Unlabeled Multi-Robot Motion Planning with Tighter Separation Bounds

TL;DR

This paper establishes tight separation bounds for unlabeled multi-robot motion planning in polygonal workspaces, ensuring solvability and providing an efficient algorithm under these conditions.

Contribution

It introduces precise separation bounds that guarantee solutions for dense robot configurations and presents an algorithm with proven runtime complexity under these bounds.

Findings

Separation bounds of 4 units between start-start and target-target positions.

Separation of 3 units between start and target positions.

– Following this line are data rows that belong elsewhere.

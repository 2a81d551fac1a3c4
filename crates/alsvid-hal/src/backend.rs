//! Backend trait and the HTTPS transport.

use rustc_hash::FxHashMap;
use serde::{Deserialize, Serialize};
use serde_json::Value;
use std::fs;
use tracing::{debug, info};

use alsvid_ir::{Control, Gate, Instruction, Kind, Test};

use crate::config::QpuConfig;
use crate::error::{HalError, HalResult};

/// States the QPU can be in.
///
/// Positive states can still run programs; error states are worse the
/// more negative their wire value.
#[derive(Debug, Clone, Copy, PartialEq, Eq, Serialize, Deserialize)]
#[serde(rename_all = "snake_case")]
pub enum QpuStatus {
    /// Booted and ready for first tuning.
    Initialized,
    /// Calibration in progress.
    Tuning,
    /// Executing someone's program.
    Busy,
    /// Ready for work.
    Idle,
    /// Calibration failed.
    BadTuning,
    /// Control stack not responding.
    Unresponsive,
    /// No answer at the transport level.
    NoAnswer,
}

impl QpuStatus {
    /// Whether the device can accept work in this state.
    pub fn is_workable(&self) -> bool {
        matches!(
            self,
            QpuStatus::Initialized | QpuStatus::Tuning | QpuStatus::Busy | QpuStatus::Idle
        )
    }
}

/// The backend a QPU handle talks to.
///
/// Backend calls are the only blocking points in the core: the core
/// never retries, times out, or cancels them, and any error propagates
/// as-is to the scope owner.
pub trait Backend {
    /// Execute a transpiled gate list and return the outcome counts,
    /// keyed by fixed-width binary strings.
    fn exec_circuit(&self, gates: &[Gate], shots: u32) -> HalResult<FxHashMap<String, i64>>;

    /// Execute a single instruction (a test primitive, a gate issued
    /// as a test, or a QPU state control) and return the backend's
    /// record for it.
    fn exec_single(&self, instruction: &Instruction, shots: u32) -> HalResult<Value>;

    /// Check whether the device can accept work.
    fn ping(&self) -> HalResult<bool>;
}

#[derive(Debug, Serialize)]
struct CircuitRequest<'a> {
    gates: &'a [Gate],
    shots: u32,
}

#[derive(Debug, Deserialize)]
struct PingReply {
    status: QpuStatus,
}

#[derive(Debug, Deserialize)]
struct ErrorReply {
    error: String,
    #[serde(default)]
    requested: u32,
    #[serde(default)]
    available: u32,
}

/// HTTPS transport to the QPU control stack.
///
/// One backend instance serves a single QPU handle; the connection is
/// mutually authenticated with the certificate material named in the
/// `[network]` section.
pub struct HttpBackend {
    client: reqwest::blocking::Client,
    base: String,
}

impl HttpBackend {
    /// Build the client and verify the device answers.
    pub fn connect(config: &QpuConfig) -> HalResult<Self> {
        let network = &config.network;

        let server_cert = fs::read(&network.server_cert)?;
        let identity_path = network
            .client_cert_dir
            .join(format!("{}.pem", network.username));
        let identity = fs::read(&identity_path)?;

        let client = reqwest::blocking::Client::builder()
            .use_rustls_tls()
            .add_root_certificate(reqwest::Certificate::from_pem(&server_cert)?)
            .identity(reqwest::Identity::from_pem(&identity)?)
            .build()?;

        let backend = Self {
            base: format!("https://{}:{}", network.address, network.port),
            client,
        };

        if !backend.ping()? {
            return Err(HalError::ConnectionFailed(format!(
                "device at {} is not in a workable state",
                backend.base
            )));
        }
        info!(endpoint = %backend.base, "connected to QPU backend");
        Ok(backend)
    }

    fn check(response: reqwest::blocking::Response) -> HalResult<reqwest::blocking::Response> {
        if response.status().is_success() {
            return Ok(response);
        }
        let status = response.status();
        if let Ok(reply) = response.json::<ErrorReply>() {
            if reply.error == "insufficient_good_qubits" {
                return Err(HalError::InsufficientGoodQubits {
                    requested: reply.requested,
                    available: reply.available,
                });
            }
            return Err(HalError::Backend(reply.error));
        }
        Err(HalError::Backend(format!("backend returned {status}")))
    }
}

impl Backend for HttpBackend {
    fn exec_circuit(&self, gates: &[Gate], shots: u32) -> HalResult<FxHashMap<String, i64>> {
        debug!(gates = gates.len(), shots, "submitting circuit");
        let response = self
            .client
            .post(format!("{}/circuit", self.base))
            .json(&CircuitRequest { gates, shots })
            .send()?;
        Ok(Self::check(response)?.json()?)
    }

    fn exec_single(&self, instruction: &Instruction, shots: u32) -> HalResult<Value> {
        // State controls cross as Control records, everything else as
        // Test records; plain gates issued under a test context return
        // a measurement automatically.
        let body = match instruction.kind {
            Kind::QpuState => serde_json::to_value(Control::new(
                instruction.symbol,
                instruction.params.clone(),
            ))
            .expect("control record serialization cannot fail"),
            _ => serde_json::to_value(Test::new(
                instruction.symbol,
                instruction.params.clone(),
                shots,
            ))
            .expect("test record serialization cannot fail"),
        };
        debug!(symbol = %instruction.symbol, shots, "submitting single instruction");
        let response = self
            .client
            .post(format!("{}/instruction", self.base))
            .json(&body)
            .send()?;
        Ok(Self::check(response)?.json()?)
    }

    fn ping(&self) -> HalResult<bool> {
        let response = self.client.get(format!("{}/ping", self.base)).send()?;
        let reply: PingReply = Self::check(response)?.json()?;
        Ok(reply.status.is_workable())
    }
}
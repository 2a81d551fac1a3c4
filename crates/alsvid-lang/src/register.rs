//! The classical register.

use rustc_hash::FxHashMap;

use crate::error::{LangError, LangResult};

/// A classical register: a bit width plus, after a circuit closes, an
/// ensemble of measurement outcomes keyed by fixed-width big-endian
/// binary strings.
///
/// The register is written exactly once per circuit close via
/// [`absorb`](Self::absorb) and queried via
/// [`frequencies`](Self::frequencies).
#[derive(Debug, Clone, Default)]
pub struct ClassicalRegister {
    bit_count: u32,
    data: Option<FxHashMap<String, i64>>,
}

impl ClassicalRegister {
    /// Create a register of the given bit width.
    pub fn new(bit_count: u32) -> Self {
        Self {
            bit_count,
            data: None,
        }
    }

    /// Bit width of this register.
    pub fn bit_count(&self) -> u32 {
        self.bit_count
    }

    /// Store an outcome ensemble.
    pub fn absorb(&mut self, data: FxHashMap<String, i64>) {
        self.data = Some(data);
    }

    /// Raw outcome counts, if a circuit has closed into this register.
    pub fn counts(&self) -> Option<&FxHashMap<String, i64>> {
        self.data.as_ref()
    }

    /// Relative frequency of each outcome.
    ///
    /// An all-zero ensemble yields all-zero frequencies instead of
    /// dividing by zero. Querying before any absorb fails with
    /// [`LangError::NoMeasurementsAvailable`].
    pub fn frequencies(&self) -> LangResult<FxHashMap<String, f64>> {
        let data = self.data.as_ref().ok_or(LangError::NoMeasurementsAvailable)?;
        let total: i64 = data.values().sum();

        if total == 0 {
            return Ok(data.keys().map(|k| (k.clone(), 0.0)).collect());
        }

        Ok(data
            .iter()
            .map(|(k, &v)| (k.clone(), v as f64 / total as f64))
            .collect())
    }
}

Algorithm guarantees a solution if separation bounds are met.

Abstract

We consider the unlabeled motion-planning problem of $m$ unit-disc robots moving in a simple polygonal workspace of $n$ edges. The goal is to find a motion plan that moves the robots to a given set of $m$ target positions. For the unlabeled variant, it does not matter which robot reaches which target position as long as all target positions are occupied in the end. If the workspace has narrow passages such that the robots cannot fit through them, then the free configuration space, representing all possible unobstructed positions of the robots, will consist of multiple connected components. Even if in each component of the free space the number of targets matches the number of start positions, the motion-planning problem does not always have a solution when the robots and their targets are positioned very densely. In this paper, we prove tight bounds on how much separation between start and target positions is necessary to always guarantee a solution. Moreover, we describe an algorithm that always finds a solution in time $O(n \log n + mn + m^2)$ if the separation bounds are met. Specifically, we prove that the following separation is sufficient: any two start positions are at least distance $4$ apart, any two target positions are at least distance $4$ apart, and any pair of a start and a target positions is at least distance $3$ apart. We further show that when the free space consists of a single connected component, the separation between start and target positions is not necessary.